Adequate dialysis defined by spKt/V≥1.2 for hemodialysis or weekly Kt/V≥1.7 for peritoneal dialysis.
P<0.01.
Amputee, wheelchair use, or inability to perform activities of daily living.
Figure 1.
Distribution of anti-spike protein IgG titers for patients who are SARS-CoV-2 mRNA vaccinated on maintenance dialysis drawn ≥14 days after the second dose. (A) All patients (n=186); (B) subset of patients without COVID-19 history (n=148).

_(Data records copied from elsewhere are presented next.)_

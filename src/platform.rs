//! Where `lgo` keeps its files.
//!
//! Config always lives under the home directory. The saved form follows the
//! config override when set, then home, then the platform data directory.

use anyhow::{Context, Result};
use std::fs;
use std::path::{Path, PathBuf};

pub const APP_DIR: &str = ".logout-clock";
const DATA_DIR: &str = "logout-clock";

/// Resolve and create the directory holding the saved form.
pub fn get_state_dir(override_dir: Option<&PathBuf>) -> Result<PathBuf> {
    if let Some(dir) = override_dir {
        create_dir(dir)?;
        return Ok(dir.clone());
    }

    let candidates = [
        home::home_dir().map(|home| home.join(APP_DIR)),
        dirs::data_local_dir().map(|data| data.join(DATA_DIR)),
    ];

    for dir in candidates.into_iter().flatten() {
        match create_dir(&dir) {
            Ok(()) => return Ok(dir),
            Err(e) => tracing::warn!("{:#}; trying next location", e),
        }
    }

    anyhow::bail!(
        "No usable state directory. Set state.state_dir_override in {}/config.toml",
        APP_DIR
    )
}

fn create_dir(dir: &Path) -> Result<()> {
    fs::create_dir_all(dir)
        .with_context(|| format!("Failed to create directory: {}", dir.display()))
}

/// Lock and form file paths inside the resolved state directory.
pub fn form_paths(state_dir_override: Option<&PathBuf>) -> Result<(PathBuf, PathBuf)> {
    let state_dir = get_state_dir(state_dir_override)?;
    Ok((state_dir.join("form.lock"), state_dir.join("form.json")))
}

/// Default location of `config.toml`.
pub fn config_path() -> Result<PathBuf> {
    Ok(home::home_dir()
        .context("Could not find home directory")?
        .join(APP_DIR)
        .join("config.toml"))
}

#[cfg(test)]
mod tests {
    use super::*;
    use tempfile::TempDir;

    #[test]
    fn test_override_dir_takes_priority() {
        let temp = TempDir::new().unwrap();
        let override_path = temp.path().join("a").join("b");

        let result = get_state_dir(Some(&override_path)).unwrap();
        assert_eq!(result, override_path);
        assert!(override_path.is_dir());
    }

    #[test]
    fn test_override_that_is_a_file_fails() {
        let temp = TempDir::new().unwrap();
        let blocker = temp.path().join("not-a-dir");
        fs::write(&blocker, b"x").unwrap();

        let err = get_state_dir(Some(&blocker.join("state"))).unwrap_err();
        assert!(err.to_string().contains("Failed to create directory"));
    }

    #[test]
    fn test_form_paths_with_override() {
        let temp = TempDir::new().unwrap();
        let override_path = temp.path().to_path_buf();

        let (lock, form) = form_paths(Some(&override_path)).unwrap();
        assert_eq!(lock, override_path.join("form.lock"));
        assert_eq!(form, override_path.join("form.json"));
    }
}
pub mod calc;
pub mod config;
pub mod form;

use crate::OutputFormat;
use crate::config::Config;
use crate::work::calculator::{CalculationResult, StatusTier};
use anyhow::{Context, Result};
use chrono::NaiveDateTime;
use serde::Serialize;

/// A calculation result as handed to the display layer.
#[derive(Debug, Serialize)]
pub struct ResultView<'a> {
    pub remaining_minutes: i64,
    pub remaining_label: &'a str,
    pub logout_label: &'a str,
    pub status_tier: StatusTier,
    pub logout_at: Option<NaiveDateTime>,
    pub illustration: &'a str,
}

impl<'a> ResultView<'a> {
    pub fn new(result: &'a CalculationResult, config: &'a Config) -> Self {
        Self {
            remaining_minutes: result.remaining_minutes,
            remaining_label: &result.remaining_label,
            logout_label: &result.logout_label,
            status_tier: result.status_tier,
            logout_at: result.logout_at,
            illustration: config.status.asset_for(result.status_tier),
        }
    }
}

pub fn render_result(
    result: &CalculationResult,
    config: &Config,
    format: OutputFormat,
) -> Result<String> {
    let view = ResultView::new(result, config);
    match format {
        OutputFormat::Json => {
            serde_json::to_string_pretty(&view).context("Failed to serialize result")
        }
        OutputFormat::Text => {
            let logout_line = if result.is_done() {
                format!("✅ {}", view.logout_label)
            } else {
                format!("✅ You can log out at: {}", view.logout_label)
            };
            Ok(format!(
                "⏳ Remaining Time: {}\n{}\nStatus: {} ({})",
                view.remaining_label, logout_line, view.status_tier, view.illustration
            ))
        }
    }
}
use std::fmt;
use thiserror::Error;

/// The four form fields, in the order they appear on the form.
#[derive(Debug, Clone, Copy, PartialEq, Eq, Hash, clap::ValueEnum)]
pub enum Field {
    LoginTime,
    RequiredHours,
    EffectiveHours,
    LastLoginTime,
}

impl Field {
    pub const ALL: [Field; 4] = [
        Field::LoginTime,
        Field::RequiredHours,
        Field::EffectiveHours,
        Field::LastLoginTime,
    ];

    pub fn label(self) -> &'static str {
        match self {
            Field::LoginTime => "login time",
            Field::RequiredHours => "required hours",
            Field::EffectiveHours => "effective hours",
            Field::LastLoginTime => "last login time",
        }
    }
}

impl fmt::Display for Field {
    fn fmt(&self, f: &mut fmt::Formatter<'_>) -> fmt::Result {
        f.write_str(self.label())
    }
}

/// Why a calculation was refused. Both kinds are recoverable by fixing the input.
#[derive(Debug, Error, PartialEq, Eq)]
pub enum CalcError {
    #[error("Please fill all the fields correctly. (missing: {field})")]
    MissingInput { field: Field },

    #[error("Please fill all the fields correctly. ({field} '{value}': {reason})")]
    MalformedInput {
        field: Field,
        value: String,
        reason: String,
    },
}

impl CalcError {
    pub fn field(&self) -> Field {
        match self {
            CalcError::MissingInput { field } | CalcError::MalformedInput { field, .. } => *field,
        }
    }
}
use crate::OutputFormat;
use crate::config::Config;
use crate::error::Field;
use crate::form::Phase;
use crate::platform::form_paths;
use crate::state::{SavedForm, with_form_lock};
use anyhow::{Context, Result};
use chrono::NaiveDate;
use serde_json::json;
use std::path::PathBuf;

fn paths(config: &Config) -> Result<(PathBuf, PathBuf)> {
    let (lock_path, form_path) = form_paths(config.state.state_dir_override.as_ref())?;
    tracing::debug!(form = %form_path.display(), "resolved form file");
    Ok((lock_path, form_path))
}

/// Edit one field of the saved form.
pub fn set(config: &Config, field: Field, value: &str) -> Result<()> {
    let (lock_path, form_path) = paths(config)?;

    with_form_lock(&lock_path, &form_path, |saved| {
        saved.form.set(field, value);
        Ok(())
    })?;

    tracing::info!(%field, value, "field updated");
    println!("✓ {} = {}", field, value);
    Ok(())
}

/// Calculate from the saved form. A rejected form is left exactly as it was.
pub fn calculate(config: &Config, today: NaiveDate, format: OutputFormat) -> Result<()> {
    let (lock_path, form_path) = paths(config)?;

    let result = with_form_lock(&lock_path, &form_path, |saved| {
        let result = saved.form.calculate(today)?.clone();
        Ok(result)
    })
    .inspect_err(|e| tracing::debug!("calculation rejected: {}", e))?;

    tracing::info!(tier = %result.status_tier, "form resolved");
    println!("{}", super::render_result(&result, config, format)?);
    Ok(())
}

/// Reset the saved form to its idle defaults.
pub fn clear(config: &Config) -> Result<()> {
    let (lock_path, form_path) = paths(config)?;

    with_form_lock(&lock_path, &form_path, |saved| {
        saved.form.clear(&config.form.default_required_hours);
        Ok(())
    })?;

    tracing::info!("form cleared");
    println!("✓ Form cleared");
    Ok(())
}

/// Print the saved form and, once resolved, its result.
pub fn show(config: &Config, format: OutputFormat) -> Result<()> {
    let (_, form_path) = paths(config)?;

    // Read-only, unlocked
    let saved = SavedForm::load(&form_path)?;
    let form = &saved.form;

    match format {
        OutputFormat::Json => {
            let result = form
                .result
                .as_ref()
                .map(|r| super::ResultView::new(r, config));
            let value = json!({
                "phase": form.phase(),
                "login_time": form.login_time,
                "required_hours": form.required_hours,
                "effective_hours": form.effective_hours,
                "last_login_time": form.last_login_time,
                "result": result,
                "updated_at": saved.updated_at,
            });
            println!(
                "{}",
                serde_json::to_string_pretty(&value).context("Failed to serialize form")?
            );
        }
        OutputFormat::Text => {
            for field in Field::ALL {
                let value = form.get(field);
                let shown = if value.is_empty() { "(empty)" } else { value };
                println!("{:<17} {}", format!("{}:", title_case(field.label())), shown);
            }
            match (form.phase(), &form.result) {
                (Phase::Resolved, Some(result)) => {
                    println!();
                    println!("{}", super::render_result(result, config, format)?);
                }
                _ => println!("\nNo result yet. Run 'lgo calculate'."),
            }
        }
    }

    Ok(())
}

fn title_case(label: &str) -> String {
    label
        .split(' ')
        .map(|word| {
            let mut chars = word.chars();
            match chars.next() {
                Some(first) => first.to_uppercase().chain(chars).collect(),
                None => String::new(),
            }
        })
        .collect::<Vec<_>>()
        .join(" ")
}

#[cfg(test)]
mod tests {
    use super::*;

    #[test]
    fn test_title_case_labels() {
        assert_eq!(title_case(Field::LastLoginTime.label()), "Last Login Time");
        assert_eq!(title_case(Field::RequiredHours.label()), "Required Hours");
    }
}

All 38 patients (20%) with prior COVID-19 diagnosis at the time of antibody draw were considered responders, irrespective of vaccine type, with 37 out of 38 at maximum limit of the assay. A single patient had an antibody titer drawn 8 days before the first vaccine administration and the spike-Ab-IgG was maximal at 20 U/L (drawn approximately 234 days after initial diagnosis of COVID-19); the spike-Ab-IgG titer drawn 22 days after the second vaccine dose was also maximal at 20 U/L. An additional two patients with known prior COVID-19 diagnosis (made 286 and 295 days before the first dose) had antibody titer drawn 5 days after their initial dose of vaccine. One had spike-Ab-IgG titer of 3.61 U/L and the other 20 U/L, but both had maximal titers after the second dose (Supplemental Table 2). COVID-19 diagnosis occurred between 2 and 316 days before completing vaccination in 36 out of 38 patients. The remaining two patients were long-term care facility residents each exposed to a roommate, and were tested while asymptomatic at 1 and 5 days after their second vaccine dose, respectively (with spike-Ab-IgG titers obtained 20 and 23 days after vaccination, respectively). Neither was hospitalized.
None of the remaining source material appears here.